§ **Data under study**:
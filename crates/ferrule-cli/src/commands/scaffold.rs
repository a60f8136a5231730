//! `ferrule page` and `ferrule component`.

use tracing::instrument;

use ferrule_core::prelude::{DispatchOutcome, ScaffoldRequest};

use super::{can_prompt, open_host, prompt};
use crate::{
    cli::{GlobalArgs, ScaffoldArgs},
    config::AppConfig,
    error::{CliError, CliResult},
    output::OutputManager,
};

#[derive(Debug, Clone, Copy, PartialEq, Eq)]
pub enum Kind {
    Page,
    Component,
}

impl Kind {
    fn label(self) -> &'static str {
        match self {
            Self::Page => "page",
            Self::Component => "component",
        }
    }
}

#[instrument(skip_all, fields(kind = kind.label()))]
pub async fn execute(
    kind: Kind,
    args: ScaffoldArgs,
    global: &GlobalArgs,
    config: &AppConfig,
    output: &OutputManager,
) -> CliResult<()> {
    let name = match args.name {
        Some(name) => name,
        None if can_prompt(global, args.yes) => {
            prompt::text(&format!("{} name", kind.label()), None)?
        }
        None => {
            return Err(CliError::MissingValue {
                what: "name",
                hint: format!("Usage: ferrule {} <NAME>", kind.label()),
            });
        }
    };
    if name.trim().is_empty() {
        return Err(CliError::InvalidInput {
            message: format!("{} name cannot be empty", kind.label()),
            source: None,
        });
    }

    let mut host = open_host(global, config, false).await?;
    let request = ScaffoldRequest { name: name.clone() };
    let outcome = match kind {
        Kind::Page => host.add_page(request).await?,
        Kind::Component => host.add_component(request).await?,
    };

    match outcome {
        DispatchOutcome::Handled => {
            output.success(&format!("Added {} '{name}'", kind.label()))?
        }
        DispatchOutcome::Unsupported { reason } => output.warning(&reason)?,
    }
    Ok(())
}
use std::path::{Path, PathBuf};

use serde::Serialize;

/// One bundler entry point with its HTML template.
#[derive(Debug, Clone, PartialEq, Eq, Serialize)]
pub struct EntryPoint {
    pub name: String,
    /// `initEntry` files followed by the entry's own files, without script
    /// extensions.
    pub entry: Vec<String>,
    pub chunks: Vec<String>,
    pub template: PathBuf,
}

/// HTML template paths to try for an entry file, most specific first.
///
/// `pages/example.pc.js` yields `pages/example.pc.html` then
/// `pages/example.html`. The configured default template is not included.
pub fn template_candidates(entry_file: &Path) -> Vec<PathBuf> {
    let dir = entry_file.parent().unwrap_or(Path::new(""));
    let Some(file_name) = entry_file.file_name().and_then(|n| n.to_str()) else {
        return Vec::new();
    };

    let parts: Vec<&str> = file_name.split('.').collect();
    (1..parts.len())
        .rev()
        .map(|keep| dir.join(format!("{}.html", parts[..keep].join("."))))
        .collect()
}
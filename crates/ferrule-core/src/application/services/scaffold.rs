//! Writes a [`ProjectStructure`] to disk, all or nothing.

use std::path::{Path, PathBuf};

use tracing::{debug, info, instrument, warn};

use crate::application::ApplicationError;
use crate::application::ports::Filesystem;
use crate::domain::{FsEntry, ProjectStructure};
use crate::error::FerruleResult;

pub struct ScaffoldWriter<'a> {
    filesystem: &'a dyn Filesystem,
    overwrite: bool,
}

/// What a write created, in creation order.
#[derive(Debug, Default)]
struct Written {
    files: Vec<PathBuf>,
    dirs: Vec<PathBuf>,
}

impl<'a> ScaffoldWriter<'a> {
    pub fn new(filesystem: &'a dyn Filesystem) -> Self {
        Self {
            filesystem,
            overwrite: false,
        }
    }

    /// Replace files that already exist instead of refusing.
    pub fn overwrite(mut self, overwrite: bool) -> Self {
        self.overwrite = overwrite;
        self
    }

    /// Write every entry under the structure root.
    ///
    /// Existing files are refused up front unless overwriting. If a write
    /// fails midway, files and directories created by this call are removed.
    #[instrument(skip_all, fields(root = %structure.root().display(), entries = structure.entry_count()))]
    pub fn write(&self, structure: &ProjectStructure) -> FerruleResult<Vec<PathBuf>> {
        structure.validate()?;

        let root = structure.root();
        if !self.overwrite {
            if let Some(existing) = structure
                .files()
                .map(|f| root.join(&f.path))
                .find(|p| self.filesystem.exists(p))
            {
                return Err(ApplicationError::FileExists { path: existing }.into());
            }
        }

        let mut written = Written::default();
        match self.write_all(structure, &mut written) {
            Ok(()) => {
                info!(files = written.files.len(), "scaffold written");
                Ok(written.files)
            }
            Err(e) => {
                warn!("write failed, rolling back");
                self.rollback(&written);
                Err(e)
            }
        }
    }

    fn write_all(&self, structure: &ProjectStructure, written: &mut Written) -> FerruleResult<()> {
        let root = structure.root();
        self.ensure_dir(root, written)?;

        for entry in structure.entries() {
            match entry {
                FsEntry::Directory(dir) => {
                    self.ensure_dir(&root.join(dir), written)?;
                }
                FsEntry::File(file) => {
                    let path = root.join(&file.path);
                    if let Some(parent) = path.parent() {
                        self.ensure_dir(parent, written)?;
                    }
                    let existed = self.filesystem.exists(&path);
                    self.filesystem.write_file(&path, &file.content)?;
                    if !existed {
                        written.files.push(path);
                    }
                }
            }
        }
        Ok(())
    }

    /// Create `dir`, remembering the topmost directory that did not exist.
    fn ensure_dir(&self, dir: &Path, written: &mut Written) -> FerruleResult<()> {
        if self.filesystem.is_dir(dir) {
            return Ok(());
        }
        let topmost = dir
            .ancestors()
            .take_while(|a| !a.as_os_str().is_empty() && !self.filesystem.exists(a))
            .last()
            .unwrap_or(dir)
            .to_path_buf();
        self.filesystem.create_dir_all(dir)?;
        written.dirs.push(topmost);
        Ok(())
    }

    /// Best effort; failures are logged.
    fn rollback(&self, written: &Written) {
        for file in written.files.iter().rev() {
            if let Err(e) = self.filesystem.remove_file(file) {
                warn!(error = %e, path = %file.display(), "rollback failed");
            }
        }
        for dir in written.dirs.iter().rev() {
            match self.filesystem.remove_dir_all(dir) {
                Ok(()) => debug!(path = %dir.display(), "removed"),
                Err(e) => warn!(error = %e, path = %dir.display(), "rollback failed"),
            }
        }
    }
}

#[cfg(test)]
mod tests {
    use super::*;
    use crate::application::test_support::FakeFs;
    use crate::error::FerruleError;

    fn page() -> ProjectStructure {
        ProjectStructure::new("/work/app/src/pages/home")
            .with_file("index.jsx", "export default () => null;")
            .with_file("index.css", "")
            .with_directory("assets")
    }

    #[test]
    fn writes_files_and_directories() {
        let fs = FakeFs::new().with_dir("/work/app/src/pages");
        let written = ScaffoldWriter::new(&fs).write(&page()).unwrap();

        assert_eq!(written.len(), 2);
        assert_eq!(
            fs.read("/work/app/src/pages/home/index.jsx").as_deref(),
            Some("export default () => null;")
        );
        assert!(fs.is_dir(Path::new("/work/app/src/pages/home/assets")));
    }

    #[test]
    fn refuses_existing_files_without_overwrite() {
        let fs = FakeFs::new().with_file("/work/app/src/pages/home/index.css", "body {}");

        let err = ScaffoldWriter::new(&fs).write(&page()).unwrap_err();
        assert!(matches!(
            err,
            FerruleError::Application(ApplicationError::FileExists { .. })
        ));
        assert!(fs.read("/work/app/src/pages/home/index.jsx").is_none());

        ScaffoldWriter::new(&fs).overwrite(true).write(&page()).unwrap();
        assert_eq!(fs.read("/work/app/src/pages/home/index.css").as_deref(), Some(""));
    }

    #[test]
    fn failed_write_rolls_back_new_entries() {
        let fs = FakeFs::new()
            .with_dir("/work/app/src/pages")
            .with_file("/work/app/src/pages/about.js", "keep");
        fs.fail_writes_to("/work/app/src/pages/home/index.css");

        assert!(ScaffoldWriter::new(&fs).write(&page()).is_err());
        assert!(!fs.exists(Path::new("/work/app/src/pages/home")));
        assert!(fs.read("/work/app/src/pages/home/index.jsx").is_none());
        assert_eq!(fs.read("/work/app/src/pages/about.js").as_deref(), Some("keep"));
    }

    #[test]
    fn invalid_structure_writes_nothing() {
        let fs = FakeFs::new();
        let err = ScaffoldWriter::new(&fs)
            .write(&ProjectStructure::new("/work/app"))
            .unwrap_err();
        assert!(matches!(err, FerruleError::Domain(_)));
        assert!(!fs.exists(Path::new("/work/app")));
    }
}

§ **Exercise goal**:
Show each line of the records above containing "GlobalArgs".

§ **Answer section**:
    cli::{GlobalArgs, ScaffoldArgs},
    global: &GlobalArgs,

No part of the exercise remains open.